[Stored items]
........

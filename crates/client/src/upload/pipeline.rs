//! The upload-and-commit state machine
//!
//! Stages run in strict order with no skipping and no re-entry:
//!
//! create app → create content version → register file → await storage URI →
//! upload bytes → commit file → await commit success → commit app
//!
//! A failure at any stage aborts the pipeline with the stage recorded in the
//! error; there is no compensation, so the caller must treat a failed upload
//! as leaving partially created resources behind.

use std::future::Future;
use std::time::Instant;

use intune_domain::{
    FileEncryptionInfo, IntuneError, MobileApp, MobileAppContentFile, Result, UploadStage,
};
use serde_json::Value;
use tokio::time::sleep;
use tracing::{debug, info};

use super::{blob, select_block_size, UploadOptions};
use crate::endpoints::MobileApps;

/// The one upload state that ends the commit-status polling loop. Every
/// other state string keeps the loop going; the optional deadline is the only
/// way out of a version the service never finishes processing.
pub(crate) const COMMIT_SUCCESS_STATE: &str = "commitFileSuccess";

/// One upload invocation: borrows the application endpoint for the Graph
/// calls and owns the caller's options for its lifetime.
pub(crate) struct ContentUploadPipeline<'a> {
    apps: &'a MobileApps,
    options: UploadOptions,
}

impl<'a> ContentUploadPipeline<'a> {
    pub(crate) fn new(apps: &'a MobileApps, options: UploadOptions) -> Self {
        Self { apps, options }
    }

    /// Create the application, then run the content stages against it.
    /// Returns the application as created (the commit does not re-fetch it).
    pub(crate) async fn create(
        self,
        app: &MobileApp,
        encryption: &FileEncryptionInfo,
        file: &MobileAppContentFile,
        payload: &[u8],
    ) -> Result<MobileApp> {
        let created =
            self.apps.create(app).await.map_err(|e| e.at_stage(UploadStage::CreateApp))?;
        let app_id = created.id.clone().ok_or_else(|| {
            IntuneError::Decode("created application has no id".to_string())
                .at_stage(UploadStage::CreateApp)
        })?;
        info!(%app_id, "application created");

        self.upload_content(&app_id, encryption, file, payload).await?;
        Ok(created)
    }

    /// Run the content stages against an existing application id. Returns
    /// the final upload state reported by the service.
    pub(crate) async fn replace(
        self,
        app_id: &str,
        encryption: &FileEncryptionInfo,
        file: &MobileAppContentFile,
        payload: &[u8],
    ) -> Result<String> {
        self.upload_content(app_id, encryption, file, payload).await
    }

    async fn upload_content(
        &self,
        app_id: &str,
        encryption: &FileEncryptionInfo,
        file: &MobileAppContentFile,
        payload: &[u8],
    ) -> Result<String> {
        let deadline = self.options.deadline.map(|d| Instant::now() + d);

        let version = self
            .apps
            .create_content_version(app_id)
            .await
            .map_err(|e| e.at_stage(UploadStage::CreateContentVersion))?;
        let version_id = extract_id(&version).ok_or_else(|| {
            IntuneError::Decode("content version has no id".to_string())
                .at_stage(UploadStage::CreateContentVersion)
        })?;
        let version_id = version_id.as_str();

        let registered = self
            .apps
            .register_content_file(app_id, version_id, file)
            .await
            .map_err(|e| e.at_stage(UploadStage::RegisterFile))?;
        let file_id = extract_id(&registered).ok_or_else(|| {
            IntuneError::Decode("registered content file has no id".to_string())
                .at_stage(UploadStage::RegisterFile)
        })?;
        let file_id = file_id.as_str();
        debug!(version_id, file_id, "content file registered");

        // The storage destination materializes asynchronously on the service
        // side; keep asking until the URI shows up.
        let storage_uri = self
            .poll(UploadStage::AwaitStorageUri, deadline, || async move {
                let state = self.apps.get_content_file(app_id, version_id, file_id).await?;
                Ok(state["azureStorageUri"].as_str().map(str::to_string))
            })
            .await?;

        let block_size = select_block_size(file.size, self.options.block_size);
        blob::upload_blocks(
            self.apps.transport(),
            &storage_uri,
            payload,
            block_size,
            self.options.progress.as_ref(),
        )
        .await
        .map_err(|e| e.at_stage(UploadStage::UploadBytes))?;
        info!(file_id, bytes = payload.len(), "payload transferred");

        self.apps
            .commit_content_file(app_id, version_id, file_id, encryption)
            .await
            .map_err(|e| e.at_stage(UploadStage::CommitFile))?;

        let final_state = self
            .poll(UploadStage::AwaitCommitSuccess, deadline, || async move {
                let state = self.apps.get_content_file(app_id, version_id, file_id).await?;
                match state["uploadState"].as_str() {
                    Some(COMMIT_SUCCESS_STATE) => Ok(Some(COMMIT_SUCCESS_STATE.to_string())),
                    other => {
                        debug!(upload_state = ?other, "file commit still pending");
                        Ok(None)
                    }
                }
            })
            .await?;

        self.apps
            .commit_app(app_id, version_id)
            .await
            .map_err(|e| e.at_stage(UploadStage::CommitApp))?;
        info!(app_id, version_id, "content version committed");

        Ok(final_state)
    }

    /// Probe until a value appears, sleeping the configured interval between
    /// attempts. Probe errors abort with the stage attached; deadline expiry
    /// becomes a timeout carrying the same stage.
    async fn poll<T, F, Fut>(
        &self,
        stage: UploadStage,
        deadline: Option<Instant>,
        mut probe: F,
    ) -> Result<T>
    where
        F: FnMut() -> Fut,
        Fut: Future<Output = Result<Option<T>>>,
    {
        let started = Instant::now();
        loop {
            match probe().await {
                Ok(Some(value)) => return Ok(value),
                Ok(None) => {}
                Err(e) => return Err(e.at_stage(stage)),
            }
            if let Some(limit) = deadline {
                if Instant::now() >= limit {
                    return Err(IntuneError::Timeout { stage, elapsed: started.elapsed() });
                }
            }
            sleep(self.options.poll_interval).await;
        }
    }
}

/// Resource ids normally arrive as strings, but content version ids have
/// been observed as bare numbers; accept both.
fn extract_id(value: &Value) -> Option<String> {
    match &value["id"] {
        Value::String(s) => Some(s.clone()),
        Value::Number(n) => Some(n.to_string()),
        _ => None,
    }
}

#[cfg(test)]
mod tests {
    use super::*;

    #[test]
    fn extract_id_accepts_strings_and_numbers() {
        assert_eq!(extract_id(&serde_json::json!({"id": "1"})).as_deref(), Some("1"));
        assert_eq!(extract_id(&serde_json::json!({"id": 7})).as_deref(), Some("7"));
        assert_eq!(extract_id(&serde_json::json!({})), None);
    }
}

........

Having found the line with "sleep(self.options.poll_interval).await;", transcribe it and each line after it to the end of the entries, with no other lines.

            sleep(self.options.poll_interval).await;
        }
    }
}

/// Resource ids normally arrive as strings, but content version ids have
/// been observed as bare numbers; accept both.
fn extract_id(value: &Value) -> Option<String> {
    match &value["id"] {
        Value::String(s) => Some(s.clone()),
        Value::Number(n) => Some(n.to_string()),
        _ => None,
    }
}

#[cfg(test)]
mod tests {
    use super::*;

    #[test]
    fn extract_id_accepts_strings_and_numbers() {
        assert_eq!(extract_id(&serde_json::json!({"id": "1"})).as_deref(), Some("1"));
        assert_eq!(extract_id(&serde_json::json!({"id": 7})).as_deref(), Some("7"));
        assert_eq!(extract_id(&serde_json::json!({})), None);
    }
}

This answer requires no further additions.